Few years ago I knew that I want to write – whether it is about me or about someone else or even a topic I am interested in. I started writing poems when I was still in high school and every time I get a poem done I would have it checked by my English teacher. She would often leave side notes and corrections on my writing which helped me as I wrote more poems until I stopped. I didn’t even realized that I have fully stepped on the break of writing until this very moment. One of the most fulfilling note she left on a poem I wrote was “This really came from the heart” – and I couldn’t agree more. Every word I have written, every idea and emotion I have poured into writing did came from my heart. I love to write; whether it is about a boy who had me at hello to a day where everything seemed wrong to just about anything I feel like writing.

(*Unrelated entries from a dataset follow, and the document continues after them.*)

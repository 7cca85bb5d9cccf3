//! [`SenderTask`] — async driver for one [`SenderSession`].
//!
//! The task owns the channel, the byte source and the session.  Its loop
//! selects over three things:
//!
//! - commands from [`SenderHandle`] (start, pause, resume, cancel)
//! - inbound frames from the receiver
//! - the chunk pump: wait for channel capacity, then read one chunk
//!
//! The pump takes the open reader out of `self.reader` while a read is in
//! progress.  If another branch wins the race the pump future is dropped and
//! the reader with it, so the next pump reopens the source at the session's
//! confirmed offset.  A half-finished read can never leak bytes into the
//! stream.

use std::collections::VecDeque;

// ---

use bytes::Bytes;
use tokio::io::AsyncReadExt;
use tokio::sync::{mpsc, watch};

// ---

use peerfile_domain::{
    // ---
    ByteSourcePtr,
    Channel,
    ChannelTx,
    ChunkReader,
    Frame,
    Result,
    SenderEvent,
    TransferId,
    TransferMetadata,
};

// ---

use super::{SenderConfig, SenderEffect, SenderInput, SenderSession, SenderState};

// ---------------------------------------------------------------------------
// SenderHandle
// ---------------------------------------------------------------------------

/// Cheap-clone handle to a running [`SenderTask`].
///
/// Commands are fire-and-forget; once the task has reached a terminal state
/// they are dropped.
#[derive(Clone)]
pub struct SenderHandle {
    // ---
    transfer_id: TransferId,
    cmd_tx: mpsc::UnboundedSender<SenderInput>,
    state_rx: watch::Receiver<SenderState>,
}

// ---

impl SenderHandle {
    // ---
    pub fn transfer_id(&self) -> &TransferId {
        &self.transfer_id
    }

    pub fn start(&self) {
        self.command(SenderInput::Start);
    }

    pub fn pause(&self) {
        self.command(SenderInput::Pause);
    }

    pub fn resume(&self) {
        self.command(SenderInput::Resume);
    }

    pub fn cancel(&self) {
        self.command(SenderInput::Cancel);
    }

    /// Current state of the session.
    pub fn state(&self) -> SenderState {
        *self.state_rx.borrow()
    }

    // ---

    /// Wait until the session reaches `Done`, `Cancelled` or `Failed`.
    pub async fn finished(&self) -> SenderState {
        // ---
        let mut rx = self.state_rx.clone();
        let result = rx.wait_for(|s| s.is_terminal()).await.map(|s| *s);
        match result {
            Ok(state) => state,
            // Task gone: the last published state is final.
            Err(_) => *rx.borrow(),
        }
    }

    // ---

    fn command(&self, input: SenderInput) {
        // ---
        if self.cmd_tx.send(input).is_err() {
            tracing::debug!(transfer_id = %self.transfer_id, "sender: task exited, command dropped");
        }
    }
}

// ---------------------------------------------------------------------------
// spawn_sender
// ---------------------------------------------------------------------------

/// Build a sender session for `source` and spawn its driver.
///
/// `resume_offset` comes from the receiver's [`crate::ResumeOffer`]; pass 0
/// for a fresh transfer.  Nothing is sent until [`SenderHandle::start`].
///
/// Returns the handle and the event stream for this transfer.
pub fn spawn_sender(
    // ---
    transfer_id: TransferId,
    channel: Channel,
    source: ByteSourcePtr,
    config: &SenderConfig,
    resume_offset: u64,
) -> Result<(SenderHandle, mpsc::UnboundedReceiver<SenderEvent>)> {
    // ---
    let meta = TransferMetadata::new(
        source.file_name(),
        source.file_size(),
        source.file_type(),
        config.chunk_size,
    )?;
    let session = SenderSession::new(meta, resume_offset);

    let (cmd_tx, cmd_rx) = mpsc::unbounded_channel();
    let (event_tx, event_rx) = mpsc::unbounded_channel();
    let (state_tx, state_rx) = watch::channel(session.state());

    tracing::info!(
        %transfer_id,
        file = source.file_name(),
        size = source.file_size(),
        offset = session.offset(),
        "sender: session created",
    );

    let task = SenderTask {
        transfer_id: transfer_id.clone(),
        session,
        channel,
        source,
        reader: None,
        cmd_rx,
        cmd_open: true,
        event_tx,
        state_tx,
    };
    tokio::spawn(task.run());

    let handle = SenderHandle {
        transfer_id,
        cmd_tx,
        state_rx,
    };
    Ok((handle, event_rx))
}

// ---------------------------------------------------------------------------
// SenderTask
// ---------------------------------------------------------------------------

/// Outcome of one pump step.
enum Pumped {
    Chunk(Bytes),
    Exhausted,
    SourceError(String),
    ChannelClosed,
}

// ---

struct SenderTask {
    // ---
    transfer_id: TransferId,
    session: SenderSession,
    channel: Channel,
    source: ByteSourcePtr,

    /// Open reader positioned at `session.offset()`.  `None` forces a reopen.
    reader: Option<ChunkReader>,

    cmd_rx: mpsc::UnboundedReceiver<SenderInput>,

    /// `false` once every handle has been dropped.
    cmd_open: bool,

    event_tx: mpsc::UnboundedSender<SenderEvent>,
    state_tx: watch::Sender<SenderState>,
}

// ---

impl SenderTask {
    // ---
    async fn run(mut self) {
        // ---
        let transfer_id = self.transfer_id.clone();
        tracing::debug!(%transfer_id, "sender: task starting");

        while !self.session.state().is_terminal() {
            // ---
            let want = self.session.wants_chunk();
            let offset = self.session.offset();
            let len = if want { self.session.next_chunk_len() } else { 0 };

            tokio::select! {
                biased;

                cmd = self.cmd_rx.recv(), if self.cmd_open => match cmd {
                    Some(input) => self.apply(input),
                    None => {
                        tracing::debug!(%transfer_id, "sender: all handles dropped");
                        self.cmd_open = false;
                    }
                },

                msg = self.channel.rx.recv() => match msg {
                    Some(msg) => match Frame::decode(msg) {
                        Ok(frame) => self.apply(SenderInput::Frame(frame)),
                        Err(e) => tracing::warn!(%transfer_id, "sender: malformed frame ignored: {e}"),
                    },
                    None => self.apply(SenderInput::ChannelClosed),
                },

                pumped = pump(&*self.channel.tx, &mut self.source, &mut self.reader, offset, len), if want => {
                    match pumped {
                        Pumped::Chunk(bytes) => self.apply(SenderInput::ChunkRead(bytes)),
                        Pumped::Exhausted => self.apply(SenderInput::SourceExhausted),
                        Pumped::SourceError(reason) => self.apply(SenderInput::SourceFailed(reason)),
                        Pumped::ChannelClosed => self.apply(SenderInput::ChannelClosed),
                    }
                }
            }
        }

        tracing::info!(
            %transfer_id,
            state = ?self.session.state(),
            offset = self.session.offset(),
            "sender: task exit",
        );
    }

    // ---

    /// Feed `input` to the session and carry out every resulting effect.
    /// Follow-up inputs (`ChunkAccepted`, `ChannelClosed`) are queued behind
    /// the current batch.
    fn apply(&mut self, input: SenderInput) {
        // ---
        let mut queue = VecDeque::from([input]);

        while let Some(input) = queue.pop_front() {
            for effect in self.session.handle(input) {
                match effect {
                    SenderEffect::Send(frame) => {
                        if let Err(e) = self.channel.tx.send(frame.encode()) {
                            tracing::debug!(transfer_id = %self.transfer_id, header = ?frame.header, "sender: send failed: {e}");
                            queue.push_back(SenderInput::ChannelClosed);
                        }
                    }
                    SenderEffect::SendChunk(frame) => match self.channel.tx.send(frame.encode()) {
                        Ok(()) => queue.push_back(SenderInput::ChunkAccepted),
                        Err(e) => {
                            tracing::debug!(transfer_id = %self.transfer_id, "sender: chunk send failed: {e}");
                            queue.push_back(SenderInput::ChannelClosed);
                        }
                    },
                    SenderEffect::OpenSource(offset) => {
                        tracing::debug!(transfer_id = %self.transfer_id, offset, "sender: reopening source");
                        self.reader = None;
                    }
                    SenderEffect::ReleaseSource => self.reader = None,
                    SenderEffect::Emit(event) => {
                        // Nobody listening is fine; the transfer carries on.
                        let _ = self.event_tx.send(event);
                    }
                }
            }
        }

        self.state_tx.send_replace(self.session.state());
    }
}

// ---

/// Wait for channel capacity, then read exactly `len` bytes at `offset`.
///
/// The reader is taken out of `slot` for the duration of the read and only
/// put back once the read completes.
async fn pump(
    // ---
    tx: &dyn ChannelTx,
    source: &mut ByteSourcePtr,
    slot: &mut Option<ChunkReader>,
    offset: u64,
    len: u64,
) -> Pumped {
    // ---
    if tx.ready().await.is_err() {
        return Pumped::ChannelClosed;
    }

    let mut reader = match slot.take() {
        Some(reader) => reader,
        None => match source.open_at(offset).await {
            Ok(reader) => reader,
            Err(e) => return Pumped::SourceError(format!("open at {offset}: {e}")),
        },
    };

    let Ok(len) = usize::try_from(len) else {
        return Pumped::SourceError(format!("chunk length {len} too large"));
    };
    let mut buf = vec![0u8; len];
    match reader.read_exact(&mut buf).await {
        Ok(_) => {
            *slot = Some(reader);
            Pumped::Chunk(Bytes::from(buf))
        }
        Err(e) if e.kind() == std::io::ErrorKind::UnexpectedEof => Pumped::Exhausted,
        Err(e) => Pumped::SourceError(format!("read at {offset}: {e}")),
    }
}

// ---------------------------------------------------------------------------
// Tests
// ---------------------------------------------------------------------------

College came. That is why I probably stopped writing. I was enrolled in a university wherein one has to meet a certain grade else he/she will be on honors for dismissal. I am not the studious type of student. I am more of the laid back one – this exists because I exist. I am never the one cramming nights before an exam, rather, I am the one cramming the night before the exams. Now I can honestly and sadly tell that I never have written anything while I was in college nor the first five years after graduating because I had to work. Being a nurse is a tough job; a fact that almost everyone will agree and while I was working I also took the Master’s Degree program which I successfully graduated from last 2014. With everything that was going on for the past nine years I did not write anything at all and those nine years even with five years of nursing experience and a master’s degree under my belt, it still is a shame that I stopped writing.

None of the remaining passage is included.